Not all of these mechanisms will be at play for every green product. We need to study them empirically. In this project, I took a deep dive into the product cycle of organic food in the US. The data comes from a panel of households, who scan all their purchases over a period of several years, allowing us to observe the prices and characteristics of the goods they buy, as well as where they live, their income, education etc. I find that organic products are penetrating steadily across all income groups. Firms are expanding the diversity of organic products and the outlets which offer them. However, these products remain very expensive. Most organic products are in the highest price category. This means that a growing number of consumers are willing to pay a high price for organic food. I also find large variation across markets. A low-income household in a rich and large market has more access to and buys more organic food than the same household in a poorer or smaller market. It also seems that greater inequality boosts the product cycle for richer households and dampens it for poorer households. Overall, we see that demand for green is increasing, which stimulates green product innovation; but heterogeneity between consumers may create incentives for firms to segment the market, limiting the spontaneous mainstreaming of green products in the absence of regulatory environmental standards.

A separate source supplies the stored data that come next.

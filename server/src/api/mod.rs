//! Game API boundary.
//!
//! Remote signals that the original wire protocol reports through error
//! codes are explicit sum types here; handlers switch on the outcome
//! instead of catching thrown markers.

pub mod client;

use async_trait::async_trait;
use serde::{Deserialize, Serialize};
use thiserror::Error;

pub use client::GameApiClient;

/// Player state as reported by the remote game API.
#[derive(Debug, Clone, PartialEq, Serialize, Deserialize)]
pub struct PlayerSnapshot {
    pub fid: i64,
    #[serde(default)]
    pub nickname: Option<String>,
    /// Furnace level.
    #[serde(default)]
    pub stove_lv: i64,
    /// Home state (server) number.
    #[serde(default)]
    pub kid: i64,
    #[serde(default)]
    pub avatar_image: Option<String>,
}

/// Result of a player fetch. `RoleNotExist` and `RateLimited` are data, not
/// errors: the refresh loop records the former and backs off on the latter.
#[derive(Debug, Clone, PartialEq)]
pub enum FetchOutcome {
    Snapshot(PlayerSnapshot),
    RoleNotExist,
    RateLimited,
}

/// Result of a gift-code redeem call.
#[derive(Debug, Clone, PartialEq, Eq)]
pub enum RedeemOutcome {
    Success,
    /// This player already claimed the code.
    AlreadyClaimed,
    /// The player claimed another code of the same reward batch.
    SameTypeClaimed,
    /// The code expired; no player can redeem it anymore.
    Expired,
    /// The code does not exist; no player can redeem it.
    NotFound,
    /// The API demanded captcha verification, which this service does not do.
    CaptchaRequired,
    RateLimited,
}

impl RedeemOutcome {
    /// True when the outcome should be recorded as a successful usage row
    /// (the player ends up holding the reward, now or previously).
    pub fn counts_as_redeemed(&self) -> bool {
        matches!(
            self,
            RedeemOutcome::Success | RedeemOutcome::AlreadyClaimed | RedeemOutcome::SameTypeClaimed
        )
    }

    /// True when the code itself is dead and further attempts are pointless.
    pub fn kills_code(&self) -> bool {
        matches!(self, RedeemOutcome::Expired | RedeemOutcome::NotFound)
    }

    pub fn as_str(&self) -> &'static str {
        match self {
            RedeemOutcome::Success => "success",
            RedeemOutcome::AlreadyClaimed => "already_claimed",
            RedeemOutcome::SameTypeClaimed => "same_type_claimed",
            RedeemOutcome::Expired => "expired",
            RedeemOutcome::NotFound => "not_found",
            RedeemOutcome::CaptchaRequired => "captcha_required",
            RedeemOutcome::RateLimited => "rate_limited",
        }
    }
}

#[derive(Debug, Error)]
pub enum ApiError {
    #[error("request to {endpoint} failed: {source}")]
    Network {
        endpoint: String,
        #[source]
        source: reqwest::Error,
    },

    #[error("unexpected response from {endpoint}: {reason}")]
    Protocol { endpoint: String, reason: String },
}

impl ApiError {
    /// Network faults are transient and worth a backed-off retry of the
    /// same unit; protocol faults are not.
    pub fn is_retryable(&self) -> bool {
        matches!(self, ApiError::Network { .. })
    }
}

/// The remote game API as the handlers consume it.
#[async_trait]
pub trait PlayerApi: Send + Sync {
    async fn fetch(&self, fid: i64) -> Result<FetchOutcome, ApiError>;
    async fn redeem(&self, fid: i64, code: &str) -> Result<RedeemOutcome, ApiError>;
}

In conclusion, I will make three broader points. First, consumer-driven green innovation only occurs if consumers are concerned about environmental problems and wish to align their consumption with this concern. We know little about how widespread this desire is and whether it is growing stronger. Second, consumers need better information about the environmental impact of products, otherwise consumer-driven green innovation is likely to result in greenwashing: companies will focus on solutions that consumers perceive to be green but may not be in reality. Finally, we must remember that to innovate, firms need a public stock of knowledge, which they can draw upon.

We need to find out more about the amount of public R&D finance directed at innovations that can significantly lower the environmental impact of consumer products (e.g. in fashion, in food systems, in electronics etc…), and support this type of R&D.